Philly Anchor Reacts to Husband's Indictment in Letter to Her Station

Yesterday, FTVLive told you that WCAU Anchor Renee Chenault-Fattah's husband has been indicted on racketeering charges. 

This morning, FTVLive told you that Chenault-Fattah was off the air and while she was not charged by federal authorities, the longtime Anchor did not escape the U.S. attorney's charging document.

Labeled as "Person E" throughout the 85-page indictment, Chenault-Fattah, one of the station's most visible personalities and anchor of the 4 and 6 p.m. broadcasts, is portrayed as a participant in a scheme to falsely report the sale of her 1989 Porsche Carrera convertible to a lobbyist for $18,000.

Now Chenault-Fattah, has tried to explain her role in a letter forwarded to the station. Chenault-Fattah wrote in reference to the sale of her 1989 Porsche Carrera convertible, “both the indictment and media accounts are incorrect.”

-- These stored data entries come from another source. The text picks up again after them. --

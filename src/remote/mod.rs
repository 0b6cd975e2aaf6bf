//! Remote execution: transports and the two execution disciplines built on them.
//!
//! `RemoteShell` reaches one host at a time, `FanOutShell` reaches many hosts in one call.
//! `RemoteExecutor` hides which of the two an action runs on.

pub mod pdsh;
pub mod ssh;

use std::collections::BTreeMap;
use std::time::Duration;

use colored::Colorize;
use tracing::warn;

use crate::domain::node::{NodeName, NodeSet};
use crate::domain::types::{ExecutionOutcome, RunSummary};
use crate::error::FleetResult;

pub use pdsh::Pdsh;
pub use ssh::Ssh;

/// Combined output and exit status of one remote command.
#[derive(Debug, Clone, PartialEq, Eq)]
pub struct RemoteOutput {
    pub status: i32,
    pub output: String,
}

/// Aggregate result of a fan-out call.
#[derive(Debug, Clone, Default, PartialEq, Eq)]
pub struct FanOutOutput {
    pub status: i32,
    /// Output lines grouped by the host that printed them.
    pub output: BTreeMap<NodeName, Vec<String>>,
    /// Non-zero exit codes the transport attributed to a host.
    pub failures: BTreeMap<NodeName, i32>,
}

pub trait RemoteShell {
    /// Run `command` on `host`. Connection failures come back as `RemoteUnreachable`.
    fn exec(&self, host: &str, command: &str) -> FleetResult<RemoteOutput>;
}

pub trait FanOutShell {
    fn exec_all(&self, hosts: &[NodeName], command: &str) -> FleetResult<FanOutOutput>;
}

#[derive(Debug, Clone, Copy, PartialEq, Eq)]
pub enum ExecutionStrategy {
    Sequential,
    FanOut,
}

#[derive(Debug, Clone, Default)]
pub struct ExecutionReport {
    pub outcomes: Vec<ExecutionOutcome>,
    pub summary: RunSummary,
}

pub trait RemoteExecutor {
    fn execute(&self, nodes: &NodeSet, command: &str) -> ExecutionReport;
}

/// One node at a time, in set order. A failure is recorded and iteration continues.
pub struct Sequential<'a> {
    shell: &'a dyn RemoteShell,
    echo: bool,
}

impl<'a> Sequential<'a> {
    pub fn new(shell: &'a dyn RemoteShell) -> Self {
        Self { shell, echo: true }
    }

    #[cfg(test)]
    pub fn quiet(mut self) -> Self {
        self.echo = false;
        self
    }
}

impl RemoteExecutor for Sequential<'_> {
    fn execute(&self, nodes: &NodeSet, command: &str) -> ExecutionReport {
        let mut outcomes = Vec::with_capacity(nodes.len());

        for node in nodes {
            let outcome = match self.shell.exec(node, command) {
                Ok(out) => ExecutionOutcome {
                    node: node.clone(),
                    exit_status: Some(out.status),
                    output: out.output,
                },
                Err(e) => {
                    warn!(node = %node, error = %e, "remote command failed");
                    ExecutionOutcome {
                        node: node.clone(),
                        exit_status: None,
                        output: e.to_string(),
                    }
                }
            };

            if self.echo {
                print_outcome(&outcome);
            }
            outcomes.push(outcome);
        }

        let summary = RunSummary::from_outcomes(&outcomes);
        ExecutionReport { outcomes, summary }
    }
}

/// Whole set in one transport call; per-node attribution only when the transport gives it.
pub struct FanOut<'a> {
    shell: &'a dyn FanOutShell,
    echo: bool,
}

impl<'a> FanOut<'a> {
    pub fn new(shell: &'a dyn FanOutShell) -> Self {
        Self { shell, echo: true }
    }

    #[cfg(test)]
    pub fn quiet(mut self) -> Self {
        self.echo = false;
        self
    }
}

impl RemoteExecutor for FanOut<'_> {
    fn execute(&self, nodes: &NodeSet, command: &str) -> ExecutionReport {
        let hosts = nodes.to_vec();
        let out = match self.shell.exec_all(&hosts, command) {
            Ok(out) => out,
            Err(e) => {
                warn!(error = %e, "fan-out call failed");
                return ExecutionReport {
                    outcomes: Vec::new(),
                    summary: RunSummary::unattributed(nodes),
                };
            }
        };

        if self.echo {
            for (host, lines) in &out.output {
                for line in lines {
                    println!("{}: {}", host.bold(), line);
                }
            }
        }

        let outcomes: Vec<ExecutionOutcome> = hosts
            .iter()
            .map(|host| ExecutionOutcome {
                node: host.clone(),
                exit_status: Some(out.failures.get(host).copied().unwrap_or(0)),
                output: out.output.get(host).map(|l| l.join("\n")).unwrap_or_default(),
            })
            .collect();

        let summary = if out.status != 0 && out.failures.is_empty() {
            warn!(status = out.status, "fan-out reported failure without naming nodes");
            RunSummary::unattributed(nodes)
        } else {
            RunSummary::from_outcomes(&outcomes)
        };

        ExecutionReport { outcomes, summary }
    }
}

fn print_outcome(outcome: &ExecutionOutcome) {
    let marker = if outcome.succeeded() {
        "ok".green().bold()
    } else {
        "!!".red().bold()
    };
    println!("{} {}", marker, outcome.node.bold());
    for line in outcome.output.lines() {
        println!("   {}", line);
    }
}

pub(crate) fn connect_timeout(secs: u64) -> Duration {
    Duration::from_secs(secs.max(1))
}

Authorities said the scheme had the Fattahs pretending to sell the Porsche to Vederman for $18,000. The indictment states that money was used to help pay closing costs for the Fattahs’ $425,000 vacation home in the Poconos.

The Federal government says the sale was phony and the Fattahs never actually sold the car. According to the indictment, Chenault-Fattah continued to register the car in her name, pay for vehicle service and pay for the insurance.

In her letter, Chenault-Fattah writes, “…we starting (sic) purchasing a home in the Poconos in the winter of 2011. Two weeks before the close, the mortgage said a new law went into effect (this was Jan of 2012) and we were required to put $18,000 in reserve. It could not be a gift or a loan.

Knowing this and not having an extra $18,000, I decided to sell my second car- a Porsche. A family friend agreed to buy it last minute and we sold the car for its blue book value...a bill of sale and transfer of title were conveyed to the friend.”

In the letter, Chenault-Fattah goes on to explain why the car remains at the Fattahs’ Philadelphia home. “…the car stayed at our house (we have 3 garages and the friend lives in a apartment) , for a time I continued with insuring it since it was in our garage and wanted nothing to happen to it,

and I had it towed to be serviced in the spring because I wanted it to be in good shape for the friend since this transaction had happened so hastily in the dead of winter. It has remained undriven in our garage for 3 years now because on advice of counsel.... we were instructed to do nothing with the car.”

She added, “I know this was a legitimate sale but this not likely to go away anytime soon.”